The Arizona Republic
Telling teenagers to ‘just say no’ to drugs isn’t enough
When I talk to teenagers about their drug use, I ask the simple question, “Why do you use drugs?” The answer is invariably: “It’s fun!”
Teens don’t usually volunteer to try things they don’t think will be fun, so where are they getting the message that drugs are fun?
The recent Arizona Youth Survey suggests an answer. After years of public health messaging on the dangers of smoking, fewer than 17 percent of eighth, 10th- and 12th-graders said there was no or only a slight risk in smoking a pack of cigarettes a day. The percentage of teens who said they smoked in the past month has dropped consistently over the past three surveys. They hear the public health messages.

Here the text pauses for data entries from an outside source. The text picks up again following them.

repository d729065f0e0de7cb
//! Legacy single-shot action selection, reimplemented as a one-node program.
//!
//! The pre-runtime contract sends a tag list and gets back the best matching
//! block, synchronously. Internally the call now runs the same interpreter
//! as everything else: an ephemeral action-block program suspends awaiting
//! generation, the selection port answers the emitted request, and the
//! resumed outcome folds back into the frozen wire shape. No execution state
//! is ever persisted.

use std::collections::HashMap;
use std::sync::Arc;

use tracing::debug;
use uuid::Uuid;

use reverie_domain::{
    ActionBlockMode, ExecutionState, NarrativeProgram, Node, NodeId, NodeKind, NpcId, ProgramId,
    ProgramKind, SessionId, TagQuery, WorldId,
};
use reverie_protocol::{
    GenerationResultData, LegacyActionSelectRequest, LegacyActionSelectResponse,
};

use crate::error::RuntimeError;
use crate::infrastructure::ports::{ActionSelectPort, ClockPort};
use crate::stores::MigrationStats;
use crate::use_cases::runtime::stepper::{CallContext, Stepper};

const SHIM_PROGRAM_ID: &str = "__legacy_action_select";

pub struct LegacyActionSelect {
    stepper: Arc<Stepper>,
    selector: Arc<dyn ActionSelectPort>,
    stats: Arc<MigrationStats>,
    clock: Arc<dyn ClockPort>,
}

impl LegacyActionSelect {
    pub fn new(
        stepper: Arc<Stepper>,
        selector: Arc<dyn ActionSelectPort>,
        stats: Arc<MigrationStats>,
        clock: Arc<dyn ClockPort>,
    ) -> Self {
        Self {
            stepper,
            selector,
            stats,
            clock,
        }
    }

    pub async fn execute(
        &self,
        request: LegacyActionSelectRequest,
    ) -> Result<LegacyActionSelectResponse, RuntimeError> {
        let world_id = WorldId::from_uuid(request.world_id);
        let session_id = SessionId::from_uuid(request.session_id);
        // The legacy contract carries no NPC; the shim state runs with a nil
        // one.
        let npc_id = NpcId::from_uuid(Uuid::nil());

        let program = Arc::new(shim_program(TagQuery {
            include: request.tags.clone(),
            exclude: request.excluded_tags.clone(),
        }));
        let mut state = ExecutionState::new(
            session_id,
            npc_id,
            world_id,
            program.id.clone(),
            program.entry_node_id.clone(),
            1,
            self.clock.now(),
        );
        state.legacy_shim = true;

        let ctx = CallContext::resolve(None, None, self.clock.as_ref());
        // Suspend at the action block; its emitted request drives the port
        let suspended = self.stepper.advance(state, Some(&program), &ctx).await?;
        let emitted = suspended.generation_request.ok_or_else(|| {
            RuntimeError::Generation("action block emitted no generation request".to_string())
        })?;
        let selected_block_id = self
            .selector
            .select_block(&emitted.query.unwrap_or_default())
            .await?;

        // Feed the answer back; the completed shim state is dropped, never
        // committed
        self.stepper
            .resume_generation(
                suspended.state,
                Some(&program),
                &ctx,
                GenerationResultData {
                    text: None,
                    selected_block_id: selected_block_id.clone(),
                    meta: HashMap::new(),
                },
            )
            .await?;

        let matched_tags = if selected_block_id.is_some() {
            request.tags
        } else {
            Vec::new()
        };

        self.stats.record_shim_call(world_id);
        debug!(world = %world_id, selected = ?selected_block_id, "Served legacy action select");

        Ok(LegacyActionSelectResponse {
            selected_block_id,
            matched_tags,
        })
    }
}

fn shim_program(query: TagQuery) -> NarrativeProgram {
    let node_id = NodeId::new("select");
    NarrativeProgram {
        id: ProgramId::new(SHIM_PROGRAM_ID),
        version: "shim".to_string(),
        kind: ProgramKind::Scene,
        nodes: vec![Node {
            id: node_id.clone(),
            terminal: true,
            kind: NodeKind::ActionBlock {
                mode: ActionBlockMode::Query,
                query: Some(query),
                block_id: None,
            },
        }],
        edges: Vec::new(),
        entry_node_id: node_id,
        metadata: HashMap::new(),
    }
}

#[cfg(test)]
mod tests {
    use super::*;
    use crate::infrastructure::blocks::MemoryBlockIndex;
    use crate::infrastructure::clock::SystemClock;
    use crate::infrastructure::generation::TemplateDialogueGen;
    use crate::infrastructure::persistence::memory::{MemoryProgramRepo, MemoryRelationshipRepo};
    use crate::stores::{ProgramStore, RelationshipStore, WorldSchemaStore};

    fn use_case(index: Arc<MemoryBlockIndex>) -> LegacyActionSelect {
        let clock: Arc<dyn ClockPort> = Arc::new(SystemClock);
        let stepper = Arc::new(Stepper::new(
            Arc::new(ProgramStore::new(Arc::new(MemoryProgramRepo::new()))),
            Arc::new(RelationshipStore::new(Arc::new(
                MemoryRelationshipRepo::new(),
            ))),
            Arc::new(WorldSchemaStore::new()),
            Arc::new(TemplateDialogueGen::new()),
            clock.clone(),
            8,
            256,
        ));
        LegacyActionSelect::new(stepper, index, Arc::new(MigrationStats::new()), clock)
    }

    #[test]
    fn test_shim_program_is_structurally_valid() {
        let program = shim_program(TagQuery {
            include: vec!["combat".into()],
            exclude: Vec::new(),
        });
        assert!(program.validate().ok);
    }

    #[tokio::test]
    async fn test_selection_reports_the_matched_tags() {
        let index = Arc::new(MemoryBlockIndex::new());
        index.register("spar", vec!["combat".into(), "friendly".into()]);
        let use_case = use_case(index);

        let response = use_case
            .execute(LegacyActionSelectRequest {
                world_id: Uuid::new_v4(),
                session_id: Uuid::new_v4(),
                tags: vec!["combat".into()],
                excluded_tags: vec!["hostile".into()],
            })
            .await
            .expect("execute");

        assert_eq!(response.selected_block_id.as_deref(), Some("spar"));
        assert_eq!(response.matched_tags, vec!["combat".to_string()]);
    }

    #[tokio::test]
    async fn test_no_match_returns_empty_selection() {
        let use_case = use_case(Arc::new(MemoryBlockIndex::new()));

        let response = use_case
            .execute(LegacyActionSelectRequest {
                world_id: Uuid::new_v4(),
                session_id: Uuid::new_v4(),
                tags: vec!["combat".into()],
                excluded_tags: Vec::new(),
            })
            .await
            .expect("execute");

        assert!(response.selected_block_id.is_none());
        assert!(response.matched_tags.is_empty());
    }
}
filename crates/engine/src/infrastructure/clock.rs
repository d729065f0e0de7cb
use chrono::{DateTime, Utc};

use crate::infrastructure::ports::ClockPort;

/// Wall-clock implementation used outside tests.
#[derive(Default)]
pub struct SystemClock;

impl ClockPort for SystemClock {
    fn now(&self) -> DateTime<Utc> {
        Utc::now()
    }
}
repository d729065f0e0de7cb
pub mod http;
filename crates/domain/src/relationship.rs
//! Per-NPC relationship state and the delta value object that mutates it.
//!
//! `RelationshipRecord` is the single source of truth for how an NPC stands
//! toward the player within one session. Metric writes are clamped to the
//! world schema's bounds and the derived tier/intimacy caches are recomputed
//! on every write, so no caller can ever observe them out of sync.

use std::collections::HashMap;

use chrono::{DateTime, Utc};
use serde::{Deserialize, Serialize};

use crate::ids::{NpcId, SessionId};
use crate::tiers::WorldSchema;

/// A flag stored on a relationship. Strings and numbers are allowed so
/// authored content can record names and counters, not just booleans.
#[derive(Debug, Clone, PartialEq, Serialize, Deserialize)]
#[serde(untagged)]
pub enum FlagValue {
    Bool(bool),
    Number(f64),
    Text(String),
}

impl FlagValue {
    pub fn as_bool(&self) -> bool {
        match self {
            FlagValue::Bool(b) => *b,
            FlagValue::Number(n) => *n != 0.0,
            FlagValue::Text(s) => !s.is_empty(),
        }
    }

    pub fn as_number(&self) -> f64 {
        match self {
            FlagValue::Bool(b) => {
                if *b {
                    1.0
                } else {
                    0.0
                }
            }
            FlagValue::Number(n) => *n,
            FlagValue::Text(_) => 0.0,
        }
    }
}

/// Flag mutations carried by a delta.
#[derive(Debug, Clone, Default, PartialEq, Serialize, Deserialize)]
pub struct FlagChanges {
    /// Flags to set (overwrite)
    #[serde(default, skip_serializing_if = "HashMap::is_empty")]
    pub set: HashMap<String, FlagValue>,
    /// Flags to remove
    #[serde(default, skip_serializing_if = "Vec::is_empty")]
    pub delete: Vec<String>,
    /// Numeric flags to add to; missing keys are treated as 0
    #[serde(default, skip_serializing_if = "HashMap::is_empty")]
    pub increment: HashMap<String, f64>,
}

impl FlagChanges {
    pub fn is_empty(&self) -> bool {
        self.set.is_empty() && self.delete.is_empty() && self.increment.is_empty()
    }
}

/// Additive metric deltas plus flag mutations, applied atomically.
///
/// This is the only way relationship state changes; nodes and choices carry
/// these as authored effects.
#[derive(Debug, Clone, Default, PartialEq, Serialize, Deserialize)]
pub struct RelationshipDelta {
    /// Metric name -> additive delta
    #[serde(default, skip_serializing_if = "HashMap::is_empty")]
    pub metrics: HashMap<String, f64>,
    #[serde(default, skip_serializing_if = "FlagChanges::is_empty")]
    pub flags: FlagChanges,
}

impl RelationshipDelta {
    pub fn is_empty(&self) -> bool {
        self.metrics.is_empty() && self.flags.is_empty()
    }

    /// Convenience constructor for a single metric delta.
    pub fn metric(name: impl Into<String>, delta: f64) -> Self {
        Self {
            metrics: HashMap::from([(name.into(), delta)]),
            flags: FlagChanges::default(),
        }
    }
}

/// Relationship state for one (session, npc) pair.
#[derive(Debug, Clone, Serialize, Deserialize)]
pub struct RelationshipRecord {
    pub session_id: SessionId,
    pub npc_id: NpcId,
    /// Metric name -> current value, always within schema bounds
    pub metrics: HashMap<String, f64>,
    pub flags: HashMap<String, FlagValue>,
    /// Derived caches, recomputed on every metric write
    pub tier_ids: HashMap<String, String>,
    pub intimacy_level_id: Option<String>,
    pub updated_at: DateTime<Utc>,
}

impl RelationshipRecord {
    /// Zero-valued record created on first access.
    pub fn new(session_id: SessionId, npc_id: NpcId, now: DateTime<Utc>) -> Self {
        Self {
            session_id,
            npc_id,
            metrics: HashMap::new(),
            flags: HashMap::new(),
            tier_ids: HashMap::new(),
            intimacy_level_id: None,
            updated_at: now,
        }
    }

    pub fn metric(&self, name: &str) -> f64 {
        self.metrics.get(name).copied().unwrap_or(0.0)
    }

    /// Apply a delta: sum first, clamp after summation (not per-term), then
    /// recompute the derived tier/intimacy caches.
    pub fn apply_delta(&mut self, schema: &WorldSchema, delta: &RelationshipDelta, now: DateTime<Utc>) {
        for (name, amount) in &delta.metrics {
            let current = self.metrics.get(name).copied().unwrap_or(0.0);
            let bounds = schema.bounds_for(name);
            self.metrics.insert(name.clone(), bounds.clamp(current + amount));
        }

        for (name, value) in &delta.flags.set {
            self.flags.insert(name.clone(), value.clone());
        }
        for name in &delta.flags.delete {
            self.flags.remove(name);
        }
        for (name, amount) in &delta.flags.increment {
            let current = self.flags.get(name).map(FlagValue::as_number).unwrap_or(0.0);
            self.flags.insert(name.clone(), FlagValue::Number(current + amount));
        }

        self.recompute_derived(schema);
        self.updated_at = now;
    }

    /// Recompute cached tier ids and the intimacy level from current metrics.
    pub fn recompute_derived(&mut self, schema: &WorldSchema) {
        self.tier_ids.clear();
        for metric in schema.tier_tables.keys() {
            if let Some(tier) = schema.resolve_tier(metric, self.metric(metric)) {
                self.tier_ids.insert(metric.clone(), tier.to_string());
            }
        }
        self.intimacy_level_id = schema
            .resolve_intimacy_level(&self.metrics)
            .map(|id| id.to_string());
    }
}
//! Per-world schema registry.
//!
//! Worlds that never register a schema get the standard 0-100 configuration,
//! so the tier resolver is total over all worlds.

use std::sync::Arc;

use dashmap::DashMap;
use tracing::info;

use reverie_domain::{WorldId, WorldSchema};

use crate::error::RuntimeError;

#[derive(Default)]
pub struct WorldSchemaStore {
    schemas: DashMap<WorldId, Arc<WorldSchema>>,
}

impl WorldSchemaStore {
    pub fn new() -> Self {
        Self::default()
    }

    /// Register a world's schema, replacing any previous one. The schema is
    /// validated first so a gapped tier table can never reach the resolver.
    pub fn register(&self, schema: WorldSchema) -> Result<(), RuntimeError> {
        schema
            .validate()
            .map_err(|err| RuntimeError::Validation(vec![err.to_string()]))?;
        info!(world = %schema.world_id, "Registered world schema");
        self.schemas.insert(schema.world_id, Arc::new(schema));
        Ok(())
    }

    pub fn get_or_default(&self, world_id: WorldId) -> Arc<WorldSchema> {
        self.schemas
            .entry(world_id)
            .or_insert_with(|| Arc::new(WorldSchema::standard(world_id)))
            .value()
            .clone()
    }
}
//! Validated program cache.
//!
//! Programs are immutable once published, so structural validation runs
//! exactly once per distinct (id, version): on publish, or on the first load
//! of a version that entered the repository out of band. Cache hits hand out
//! the same `Arc` to every caller.

use std::sync::Arc;

use dashmap::DashMap;
use tracing::{debug, warn};

use reverie_domain::{NarrativeProgram, ProgramId, ValidationResult};

use crate::error::RuntimeError;
use crate::infrastructure::ports::ProgramRepo;

pub struct ProgramStore {
    repo: Arc<dyn ProgramRepo>,
    /// cache_key ("id@version") -> validated program
    cache: DashMap<String, Arc<NarrativeProgram>>,
}

impl ProgramStore {
    pub fn new(repo: Arc<dyn ProgramRepo>) -> Self {
        Self {
            repo,
            cache: DashMap::new(),
        }
    }

    /// Fetch a program for execution. `version: None` means the latest
    /// published version.
    pub async fn load(
        &self,
        program_id: &ProgramId,
        version: Option<String>,
    ) -> Result<Arc<NarrativeProgram>, RuntimeError> {
        if let Some(version) = &version {
            let key = format!("{}@{}", program_id, version);
            if let Some(cached) = self.cache.get(&key) {
                return Ok(cached.value().clone());
            }
        }

        let program = self
            .repo
            .get(program_id, version)
            .await?
            .ok_or_else(|| RuntimeError::not_found("program", program_id.as_str()))?;

        let key = program.cache_key();
        if let Some(cached) = self.cache.get(&key) {
            return Ok(cached.value().clone());
        }

        let result = program.validate();
        if !result.ok {
            warn!(program = %key, errors = result.errors.len(), "Program failed validation on load");
            return Err(RuntimeError::Validation(result.errors));
        }
        debug!(program = %key, "Program validated and cached");

        let program = Arc::new(program);
        self.cache.insert(key, program.clone());
        Ok(program)
    }

    /// Validate and store a new program version. Rejected programs are never
    /// persisted.
    pub async fn publish(&self, program: NarrativeProgram) -> Result<(), RuntimeError> {
        let result = program.validate();
        if !result.ok {
            return Err(RuntimeError::Validation(result.errors));
        }
        let key = program.cache_key();
        self.repo.put(program.clone()).await?;
        self.cache.insert(key, Arc::new(program));
        Ok(())
    }

    /// Dry-run validation for authoring tools; nothing is stored.
    pub fn check(&self, program: &NarrativeProgram) -> ValidationResult {
        program.validate()
    }
}
impl NarrativeProgram {
    /// Cache key for the validated-program cache.
    pub fn cache_key(&self) -> String {
        format!("{}@{}", self.id, self.version)
    }

    pub fn node(&self, id: &NodeId) -> Option<&Node> {
        self.nodes.iter().find(|node| &node.id == id)
    }

    /// Outgoing edges of a node, in declaration order.
    pub fn edges_from<'a>(&'a self, id: &'a NodeId) -> impl Iterator<Item = &'a Edge> {
        self.edges.iter().filter(move |edge| &edge.from == id)
    }

    /// Structural validation, run exactly once per distinct program version.
    ///
    /// Checks: node id uniqueness, edge endpoint existence,
    /// embedded target existence, entry reachability for every node,
    /// at-most-one unconditional edge per node declared last, and that every
    /// node can proceed unless explicitly marked terminal.
    pub fn validate(&self) -> ValidationResult {
        let mut errors = Vec::new();

        if self.nodes.is_empty() {
            errors.push("program has no nodes".to_string());
            return ValidationResult::from_errors(errors);
        }

        let mut node_ids = HashSet::new();
        for node in &self.nodes {
            if !node_ids.insert(node.id.clone()) {
                errors.push(format!("duplicate node id '{}'", node.id));
            }
        }

        if self.node(&self.entry_node_id).is_none() {
            errors.push(format!("entry node '{}' does not exist", self.entry_node_id));
        }

        let mut edge_ids = HashSet::new();
        for edge in &self.edges {
            if !edge_ids.insert(edge.id.clone()) {
                errors.push(format!("duplicate edge id '{}'", edge.id));
            }
            if !node_ids.contains(&edge.from) {
                errors.push(format!("edge '{}' leaves unknown node '{}'", edge.id, edge.from));
            }
            if !node_ids.contains(&edge.to) {
                errors.push(format!("edge '{}' targets unknown node '{}'", edge.id, edge.to));
            }
        }

        for node in &self.nodes {
            self.check_edge_ordering(node, &mut errors);
            self.check_embedded_targets(node, &node_ids, &mut errors);
            self.check_can_proceed(node, &mut errors);
        }

        self.check_reachability(&mut errors);

        ValidationResult::from_errors(errors)
    }

    /// At most one unconditional edge per node, and it must be declared last
    /// among that node's outgoing edges; anything else makes edge selection
    /// ambiguous.
    fn check_edge_ordering(&self, node: &Node, errors: &mut Vec<String>) {
        let outgoing: Vec<&Edge> = self.edges_from(&node.id).collect();
        let unconditional: Vec<usize> = outgoing
            .iter()
            .enumerate()
            .filter(|(_, edge)| edge.condition.is_none())
            .map(|(index, _)| index)
            .collect();
        if unconditional.len() > 1 {
            errors.push(format!(
                "node '{}' has {} unconditional edges; at most one fallback is allowed",
                node.id,
                unconditional.len()
            ));
        } else if let Some(&index) = unconditional.first() {
            if index != outgoing.len() - 1 {
                errors.push(format!(
                    "node '{}' declares its unconditional edge before conditional ones",
                    node.id
                ));
            }
        }
    }

    fn check_embedded_targets(
        &self,
        node: &Node,
        node_ids: &HashSet<NodeId>,
        errors: &mut Vec<String>,
    ) {
        match &node.kind {
            NodeKind::Choice {
                choices,
                default_target_node_id,
                ..
            } => {
                let mut choice_ids = HashSet::new();
                for choice in choices {
                    if !choice_ids.insert(choice.id.clone()) {
                        errors.push(format!(
                            "node '{}' has duplicate choice id '{}'",
                            node.id, choice.id
                        ));
                    }
                    if !node_ids.contains(&choice.target_node_id) {
                        errors.push(format!(
                            "choice '{}' on node '{}' targets unknown node '{}'",
                            choice.id, node.id, choice.target_node_id
                        ));
                    }
                }
                if choices.is_empty() {
                    errors.push(format!("choice node '{}' has no choices", node.id));
                }
                if let Some(target) = default_target_node_id {
                    if !node_ids.contains(target) {
                        errors.push(format!(
                            "default target of choice node '{}' is unknown node '{}'",
                            node.id, target
                        ));
                    }
                }
            }
            NodeKind::Branch {
                branches,
                default_target_node_id,
            } => {
                for branch in branches {
                    if !node_ids.contains(&branch.target_node_id) {
                        errors.push(format!(
                            "branch '{}' on node '{}' targets unknown node '{}'",
                            branch.id, node.id, branch.target_node_id
                        ));
                    }
                }
                if !node_ids.contains(default_target_node_id) {
                    errors.push(format!(
                        "default target of branch node '{}' is unknown node '{}'",
                        node.id, default_target_node_id
                    ));
                }
            }
            NodeKind::Dialogue {
                mode,
                text,
                program_ref,
                ..
            } => {
                if *mode == DialogueMode::Static && text.is_none() {
                    errors.push(format!(
                        "static dialogue node '{}' has no text",
                        node.id
                    ));
                }
                if *mode == DialogueMode::Static && program_ref.is_some() {
                    errors.push(format!(
                        "static dialogue node '{}' cannot carry a program ref",
                        node.id
                    ));
                }
            }
            NodeKind::ActionBlock { mode, query, block_id } => {
                if *mode == ActionBlockMode::Query && query.is_none() {
                    errors.push(format!(
                        "query action block '{}' has no tag query",
                        node.id
                    ));
                }
                if *mode == ActionBlockMode::Fixed && block_id.is_none() {
                    errors.push(format!(
                        "fixed action block '{}' has no block id",
                        node.id
                    ));
                }
            }
        }
    }

    /// A node with no outgoing edge and no embedded target can never proceed;
    /// that is only legal when explicitly marked terminal.
    fn check_can_proceed(&self, node: &Node, errors: &mut Vec<String>) {
        if node.terminal {
            return;
        }
        let has_outgoing = self.edges_from(&node.id).next().is_some();
        let has_embedded = matches!(
            node.kind,
            NodeKind::Choice { .. } | NodeKind::Branch { .. }
        );
        if !has_outgoing && !has_embedded {
            errors.push(format!(
                "node '{}' can never proceed and is not marked terminal",
                node.id
            ));
        }
    }

    fn check_reachability(&self, errors: &mut Vec<String>) {
        if self.node(&self.entry_node_id).is_none() {
            return; // already reported
        }
        let mut seen: HashSet<NodeId> = HashSet::new();
        let mut queue = VecDeque::from([self.entry_node_id.clone()]);
        while let Some(id) = queue.pop_front() {
            if !seen.insert(id.clone()) {
                continue;
            }
            for edge in self.edges_from(&id) {
                queue.push_back(edge.to.clone());
            }
            if let Some(node) = self.node(&id) {
                match &node.kind {
                    NodeKind::Choice {
                        choices,
                        default_target_node_id,
                        ..
                    } => {
                        for choice in choices {
                            queue.push_back(choice.target_node_id.clone());
                        }
                        if let Some(target) = default_target_node_id {
                            queue.push_back(target.clone());
                        }
                    }
                    NodeKind::Branch {
                        branches,
                        default_target_node_id,
                    } => {
                        for branch in branches {
                            queue.push_back(branch.target_node_id.clone());
                        }
                        queue.push_back(default_target_node_id.clone());
                    }
                    _ => {}
                }
            }
        }
        for node in &self.nodes {
            if !seen.contains(&node.id) {
                errors.push(format!(
                    "node '{}' is unreachable from the entry node",
                    node.id
                ));
            }
        }
    }
}
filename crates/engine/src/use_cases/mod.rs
pub mod legacy;
pub mod programs;
pub mod runtime;
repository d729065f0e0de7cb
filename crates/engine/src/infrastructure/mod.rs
pub mod blocks;
pub mod clock;
pub mod generation;
pub mod persistence;
pub mod ports;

But nearly half of those same students said there is no or only a slight risk in regularly using marijuana. Unlike smoking, the percentage of teens reporting using marijuana in the past month is the highest the survey has ever found.
We shouldn’t be surprised, based on the messages teens hear about pot. Voters declared marijuana a medicine in Arizona, and the pot industry regularly makes outlandish claims about its supposed miracle qualities. More and more states are legalizing marijuana for recreational use. And then there are the messages they see on social media and from their friends and family.
Teens hear: Pot is fun and safe! Try it! But marijuana is not the safe high its proponents claim, especially for teens. It may not be as likely to kill as an opioid overdose, but it has long-term consequences on the young brain, arresting mental development and increasing the likelihood of psychoses.
It derails coping skills and fosters terminal adolescence. In counseling, I see 18-year-olds, after periods of marijuana use, throwing tantrums like a kindergartener. One in six teens who smokes marijuana regularly will become addicted.
The effect is slow but insidious, like a plane knocked three degrees off course. A flight from Phoenix to LA will be close; a flight to Tokyo will be lost.
So, what’s the solution? In my work with teens, I find the most important part of helping them get off drugs is healthy peer support, honesty about the effects of drugs, including pot, on their lives, and a whole lot of fun!
As a society we should be giving teens more options for healthy fun, socialization and relaxation they begin using so they don’t the “fun” of drugs or alcohol.
Asking them to just say no isn’t enough. We need to tell them the truth about the harms of pot and give them something that is better!